In his book “Free Will” (which makes a strong case that we don’t have any), Sam Harris cites two experiments. In the first, the physiologist Benjamin Libet used EEG imaging to show that a person’s brain registers a future action we are going to take some 300 milliseconds (enough time for a basketball player to get off a shot before the buzzer) before we actually move.

And a good thing, too. Imagine if we saw the driver of the car in front of us suddenly jam on the brakes and we had to take the time to consciously decide whether to stop or not before hitting our brakes. Our brains save us from accidents almost every time we drive. This explains how we can drive without consciously thinking about driving and still respond to an emergency.

In the second experiment cited by Harris, subjects were asked to press one of two buttons when they saw a letter appear. Now get this: The experimenters found two brain regions that contained information about which button the subjects would press a full 7 to 10 seconds before the decision was consciously made.

The implications of these studies suggest that it’s possible for someone (say a “PreCrime Captain” if there were such a person in real life) to accurately predict our behavior before we behave. How can we claim to have free will when someone can detect what we’re going to do before we know we’re going to do it?

Blows your mind doesn’t it? If we are not acting out of choice (free will), what is giving us our actions? If we don’t have free will, can we hold the murderer responsible for murder, the bully responsible for bullying, the smoker responsible for his “choice” to smoke or the obese person responsible for his/her weight?

In an article by two professors of psychology and neuroscience in the July 27th, 2012 New York Times (“Did Your Brain Make You Do It?”), the writers ask not only about the implications of these studies to our understanding of whether someone is truly responsible for a crime, but also for ordinary activities like “maintaining exercise regimens, eating sensibly and saving for retirement.”

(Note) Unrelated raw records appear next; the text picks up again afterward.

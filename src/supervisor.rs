use crate::error::TailError;
use crate::providers::LogSource;
use crate::types::Pod;
use futures::stream::{self, StreamExt};
use std::time::Duration;
use tracing::{debug, warn};

/// Pods whose log source is open, plus the ones that could not be started.
#[derive(Debug, Default)]
pub struct Started {
    pub pods: Vec<Pod>,
    pub failures: Vec<TailError>,
}

/// Open one log source per pod and attach it as the pod's stream.
///
/// Returns as soon as every stream handle is attached; nothing is read here.
/// Pods whose source fails to start are dropped from the result.
pub async fn start_streams<S: LogSource + ?Sized>(
    source: &S,
    pods: Vec<Pod>,
    since: Option<Duration>,
    max_concurrency: usize,
) -> Started {
    let opened: Vec<_> = stream::iter(pods)
        .map(|pod| async move {
            let result = source.open(&pod.context, &pod.name, since).await;
            (pod, result)
        })
        .buffered(max_concurrency.max(1))
        .collect()
        .await;

    let mut started = Started::default();
    for (mut pod, result) in opened {
        match result {
            Ok(stream) => {
                debug!("[{}] Attached log stream for pod {}", pod.context, pod.name);
                pod.stream = Some(stream);
                started.pods.push(pod);
            }
            Err(e) => {
                warn!("{}", e);
                started.failures.push(e);
            }
        }
    }
    started
}
use crate::error::TailError;
use crate::matcher::filter_names;
use crate::providers::ConfigProvider;
use crate::types::Context;
use tracing::debug;

/// Every context known to the configuration, in configuration order.
pub fn retrieve_all_contexts<P: ConfigProvider + ?Sized>(
    provider: &P,
) -> Result<Vec<Context>, TailError> {
    let contexts = provider.list_contexts()?;
    debug!("Found {} contexts in configuration", contexts.len());
    Ok(contexts)
}

/// Contexts matching at least one of `patterns`, or all of them when no
/// pattern is given.
pub fn select_matching_contexts<P: ConfigProvider + ?Sized>(
    provider: &P,
    patterns: &[String],
) -> Result<Vec<Context>, TailError> {
    let contexts = retrieve_all_contexts(provider)?;
    if patterns.is_empty() {
        return Ok(contexts);
    }
    Ok(filter_names(contexts, patterns).selected)
}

They conclude by saying “It’s important that we don’t succumb to the allure of neuroscientific explanations and let everyone off the hook” even as neuroscience is suggesting that we have to let everyone off the hook.

But how then to explain the fact that people do lose weight and keep it off, decide to stop smoking and do so or commit to having a loving marriage and maintain that pledge til death do them part?

Good question.

Harris addresses this dilemma but doesn't really answer it. What he does say is that we still can hold others (and ourselves) responsible for their actions, but we must be compassionate when doing so.

As he writes in his book, ”Speaking from personal experience, I think that losing the sense of free will has only improved my ethics—by increasing my feelings of compassion and forgiveness and diminishing my sense of entitlement to the fruits of my own good luck.”

So the next time you go off a diet, become angry even though you want to be kind or procrastinate when you know you should "just do it," forgive yourself. You could have made a different choice but you had no free will to do so.

It's a paradox we'll just have to live with for now.